Pero Jesús es el Cristo y ese título de Mesías (confundido en su tiempo) se realiza sobre todo en la cruz. “Jesús es Cristo, es Rey en cuanto crucificado”, con la realeza del don de sí, del amor. Y “así convierte al amor en Logos, en verdad del ser humano”. Tema reforzado por la escena del juicio final, donde el Señor pide a los suyos que lo vean en los hermanos (cfr. Mt 25). La identidad de Jesús con el Cristo de la Cruz es también la identidad del Logos con el amor. A continuación, aborda largamente el misterio del Dios-hombre.
El Espíritu y la Iglesia
La última parte, mucho más corta, también se subdivide en dos. En primer lugar, aborda brevemente la unidad de los últimos artículos del Credo, alrededor de la confesión en el Espíritu Santo y de la Iglesia que Él anima.
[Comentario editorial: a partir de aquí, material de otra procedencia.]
//! Data models for the enrichment run

pub mod artist;
pub mod genre_result;
pub mod statistics;

pub use artist::ArtistRecord;
pub use genre_result::{GenreResult, MAX_GENRES, PLACEHOLDER_GENRE};
pub use statistics::RunStatistics;
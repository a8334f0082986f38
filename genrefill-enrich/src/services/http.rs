//! Shared HTTP clients
//!
//! Three clients cover every source: JSON APIs (Spotify, Last.fm), MusicBrainz
//! (descriptive User-Agent, longer deadline) and HTML pages (browser
//! User-Agent).

use crate::types::LookupFailure;
use genrefill_common::config::HttpConfig;
use genrefill_common::{Error, Result};
use reqwest::{header, Client, RequestBuilder};
use serde::de::DeserializeOwned;
use std::time::Duration;
use tracing::debug;

const ACCEPT_HTML: &str = "text/html,application/xhtml+xml";
const ACCEPT_JSON: &str = "application/json";

/// HTTP clients shared by all sources
#[derive(Debug, Clone)]
pub struct HttpClients {
    /// Spotify and Last.fm
    pub api: Client,
    /// MusicBrainz web service
    pub musicbrainz: Client,
    /// Scraped HTML pages
    pub browser: Client,
}

impl HttpClients {
    pub fn new(config: &HttpConfig) -> Result<Self> {
        let api = Client::builder()
            .user_agent(config.user_agent.as_str())
            .timeout(Duration::from_secs(config.api_timeout_secs))
            .build()
            .map_err(|e| Error::Internal(format!("Failed to create HTTP client: {}", e)))?;

        let mut mb_headers = header::HeaderMap::new();
        mb_headers.insert(header::ACCEPT, header::HeaderValue::from_static(ACCEPT_JSON));
        let musicbrainz = Client::builder()
            .user_agent(config.user_agent.as_str())
            .timeout(Duration::from_secs(config.musicbrainz_timeout_secs))
            .default_headers(mb_headers)
            .build()
            .map_err(|e| Error::Internal(format!("Failed to create MusicBrainz client: {}", e)))?;

        let mut html_headers = header::HeaderMap::new();
        html_headers.insert(header::ACCEPT, header::HeaderValue::from_static(ACCEPT_HTML));
        let browser = Client::builder()
            .user_agent(config.browser_user_agent.as_str())
            .timeout(Duration::from_secs(config.api_timeout_secs))
            .default_headers(html_headers)
            .build()
            .map_err(|e| Error::Internal(format!("Failed to create scraping client: {}", e)))?;

        Ok(Self {
            api,
            musicbrainz,
            browser,
        })
    }
}

/// Send a request and decode a JSON body
pub async fn fetch_json<T: DeserializeOwned>(request: RequestBuilder) -> std::result::Result<T, LookupFailure> {
    let response = request.send().await?;
    let status = response.status();

    if !status.is_success() {
        debug!(status = status.as_u16(), url = %response.url(), "Non-success response");
        return Err(LookupFailure::Status(status.as_u16()));
    }

    response
        .json::<T>()
        .await
        .map_err(|e| LookupFailure::Parse(e.to_string()))
}

/// Send a request and return the body as text
pub async fn fetch_text(request: RequestBuilder) -> std::result::Result<String, LookupFailure> {
    let response = request.send().await?;
    let status = response.status();

    if !status.is_success() {
        debug!(status = status.as_u16(), url = %response.url(), "Non-success response");
        return Err(LookupFailure::Status(status.as_u16()));
    }

    Ok(response.text().await?)
}

#[cfg(test)]
mod tests {
    use super::*;

    #[test]
    fn test_clients_build_from_defaults() {
        let clients = HttpClients::new(&HttpConfig::default());
        assert!(clients.is_ok());
    }
}
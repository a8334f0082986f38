//! Dice source
//!
//! Dice is a ticketing site and rarely shows genres. Its search page links to
//! artist and event pages; those whose link text names the artist are read for
//! tag, genre, category or style elements.

use crate::models::{ArtistRecord, MAX_GENRES};
use crate::services::html::{absolute_url, collect_classed_texts, element_text, selector};
use crate::services::http::fetch_text;
use crate::types::{GenreSource, LookupFailure, LookupResult, SourceLabel};
use async_trait::async_trait;
use once_cell::sync::Lazy;
use regex::Regex;
use reqwest::Client;
use scraper::Html;
use tracing::debug;

const DICE_ORIGIN: &str = "https://dice.fm";

/// Search result links inspected
const LINKS_INSPECTED: usize = 10;

static TAG_CLASS: Lazy<Regex> =
    Lazy::new(|| Regex::new(r"(?i)tag|genre|category|style").expect("static regex"));

const IGNORED_LABELS: &[&str] = &[
    "genre",
    "genres",
    "tag",
    "tags",
    "category",
    "categories",
    "style",
];

/// Either name contains the other (case-insensitive); empty link text never matches
fn link_names_artist(link_text: &str, artist_name: &str) -> bool {
    let text = link_text.to_lowercase();
    let name = artist_name.to_lowercase();
    !text.is_empty() && (text.contains(&name) || name.contains(&text))
}

/// Artist or event links from a search page whose text names the artist
pub fn find_candidate_links(html: &str, artist_name: &str) -> Result<Vec<String>, LookupFailure> {
    let document = Html::parse_document(html);
    let links = selector("a[href]")?;

    Ok(document
        .select(&links)
        .filter(|a| {
            a.value()
                .attr("href")
                .map(|href| {
                    let href = href.to_lowercase();
                    href.contains("/artist/") || href.contains("/event/")
                })
                .unwrap_or(false)
        })
        .take(LINKS_INSPECTED)
        .filter(|a| link_names_artist(&element_text(a), artist_name))
        .filter_map(|a| a.value().attr("href"))
        .map(|href| absolute_url(DICE_ORIGIN, href))
        .collect())
}

/// Tag-like labels on an artist or event page, at most five
pub fn page_tags(html: &str) -> Result<Vec<String>, LookupFailure> {
    let mut tags = collect_classed_texts(html, "span, div, a, p", &TAG_CLASS, IGNORED_LABELS)?;
    tags.truncate(MAX_GENRES);
    Ok(tags)
}

/// Dice lookup, enabled by the artist's Dice identifier
pub struct DiceById {
    http: Client,
}

impl DiceById {
    pub fn new(http: Client) -> Self {
        Self { http }
    }
}

#[async_trait]
impl GenreSource for DiceById {
    fn label(&self) -> SourceLabel {
        SourceLabel::DiceId
    }

    async fn lookup(&self, artist: &ArtistRecord) -> LookupResult {
        artist
            .external_id("dice")
            .ok_or(LookupFailure::NotApplicable("no Dice ID"))?;
        if artist.name.trim().is_empty() {
            return Err(LookupFailure::NotApplicable("no artist name"));
        }

        debug!(artist = %artist.name, "Searching Dice");
        let search = fetch_text(
            self.http
                .get(format!("{}/search", DICE_ORIGIN))
                .query(&[("q", artist.name.as_str())]),
        )
        .await?;

        let links = find_candidate_links(&search, &artist.name)?;
        if links.is_empty() {
            return Err(LookupFailure::NoMatch);
        }

        let mut last_failure = LookupFailure::Empty;
        for url in links {
            match fetch_text(self.http.get(&url)).await {
                Ok(page) => {
                    let tags = page_tags(&page)?;
                    if !tags.is_empty() {
                        return Ok(tags);
                    }
                }
                Err(failure) => {
                    debug!(url = %url, %failure, "Dice page failed");
                    last_failure = failure;
                }
            }
        }

        Err(last_failure)
    }
}
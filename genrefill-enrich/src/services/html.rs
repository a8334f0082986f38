//! HTML scraping helpers
//!
//! Parsing happens in plain functions over `&str` so a parsed document never
//! lives across an `.await`.

use crate::types::LookupFailure;
use regex::Regex;
use scraper::{ElementRef, Html, Selector};

/// Scraped labels this long or longer are page text, not genres
pub const MAX_LABEL_CHARS: usize = 30;

/// Parse a CSS selector
pub fn selector(css: &str) -> Result<Selector, LookupFailure> {
    Selector::parse(css).map_err(|e| LookupFailure::Parse(format!("selector {}: {}", css, e)))
}

/// Visible text of an element, whitespace-collapsed
pub fn element_text(element: &ElementRef<'_>) -> String {
    element
        .text()
        .map(str::trim)
        .filter(|s| !s.is_empty())
        .collect::<Vec<_>>()
        .join(" ")
}

/// Whether an element's `class` attribute matches a pattern
pub fn class_matches(element: &ElementRef<'_>, pattern: &Regex) -> bool {
    element
        .value()
        .attr("class")
        .map(|class| pattern.is_match(class))
        .unwrap_or(false)
}

/// Whether scraped text looks like a usable label
pub fn is_label_text(text: &str, ignored: &[&str]) -> bool {
    if text.is_empty() || text.chars().count() >= MAX_LABEL_CHARS {
        return false;
    }
    let lower = text.to_lowercase();
    !ignored.contains(&lower.as_str())
}

/// Texts of elements matching `css` whose class matches `class_pattern`
///
/// Label words in `ignored` (lowercase) are skipped; duplicates are removed
/// keeping the first occurrence.
pub fn collect_classed_texts(
    html: &str,
    css: &str,
    class_pattern: &Regex,
    ignored: &[&str],
) -> Result<Vec<String>, LookupFailure> {
    let document = Html::parse_document(html);
    let elements = selector(css)?;

    let texts = document
        .select(&elements)
        .filter(|el| class_matches(el, class_pattern))
        .map(|el| element_text(&el))
        .filter(|text| is_label_text(text, ignored))
        .collect();

    Ok(dedup_keep_order(texts))
}

/// Remove duplicates keeping the first occurrence
pub fn dedup_keep_order(items: Vec<String>) -> Vec<String> {
    let mut unique: Vec<String> = Vec::with_capacity(items.len());
    for item in items {
        if !unique.contains(&item) {
            unique.push(item);
        }
    }
    unique
}

/// Resolve a possibly site-relative link against an origin like `https://dice.fm`
pub fn absolute_url(origin: &str, href: &str) -> String {
    if href.starts_with("http://") || href.starts_with("https://") {
        href.to_string()
    } else if href.starts_with('/') {
        format!("{}{}", origin.trim_end_matches('/'), href)
    } else {
        format!("{}/{}", origin.trim_end_matches('/'), href)
    }
}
Después, se detiene algo más en dos puntos “difíciles” para los que le oían entonces y para los que le pueden leer hoy: la santidad de la Iglesia y la resurrección de la carne. ¿Cómo se puede afirmar contra la evidencia histórica que la Iglesia es santa? Lo resuelve de una manera original. La Iglesia precisamente porque es salvadora, se junta con lo que es pecado, como Jesucristo mismo. No es un ente luminoso y trascendente. Está encarnada para salvar. “En la Iglesia, la santidad empieza soportando y acaba soportando”. Quien solo mira la organización y no los sacramentos no la entiende. Los verdaderos creyentes viven siempre de los sacramentos, mientras la organización cambia mejor o peor en la historia.
En cuanto a la resurrección final de los muertos, es una exigencia de la totalidad que es el ser humano con su dimensión corporal. Y conviene desprenderse de algunos aspectos de la dualidad antigua griega cuerpo/alma, porque la concepción de la fe cristiana del ser humano es unitaria. Y su plenitud no consiste en una simple pervivencia del alma, liberada del cuerpo, sino en una “inmortalidad dialógica”, una vida y una resurrección fundada en el amor de Dios por cada persona. El amor de Dios es lo que sustenta la personalidad humana y la resurrección es un acto salvador del amor de Dios que la lleva a su plenitud. Esto lo desarrollará más tarde en su Escatología.
Qué ha cambiado desde entonces
Volvemos a las puntualizaciones del prólogo, que el entonces cardenal Ratzinger añadió en 2000. Sobre todo después de 1989, al caer el comunismo, “todos esos proyectos […] tuvieron que retirarse en el momento en que quebró la fe en la política como poder de salvación”. Entonces “en la plomiza soledad de un mundo huérfano de Dios, en su aburrimiento interior, ha surgido la búsqueda de la mística”. En experiencias, sucedáneos orientales, etc. Y también apariciones. Mientras la gente “pasa ampliamente de las iglesias cristianas tradicionales. La institución molesta y el dogma también”.
Es la novedad con respecto a los años sesenta. En parte oportunidad, en parte confusión. Y exige de nuevo, pero de otra manera, mostrar las características del Dios cristiano, que obra en la historia, con un Hijo que se hace hombre, frente a la tendencia sincretista. Y a la difuminación de la idea de Dios, cada vez más impersonal, para que resulte aceptable no solo a otras religiones, sino incluso a los que no quiere creer.
Pero el centro no ha cambiado: es siempre mostrar a Cristo, el Hijo, como objeto de nuestra fe (creo en Ti), con esa doble dimensión de Logos, razón de todo, y de amor por nosotros, manifestado y entregado en la cruz. Necesitamos esa doble dimensión para encontrar el sentido de la vida nuestra salvación. Y desde entonces es una clave de la teología de Joseph Ratzinger.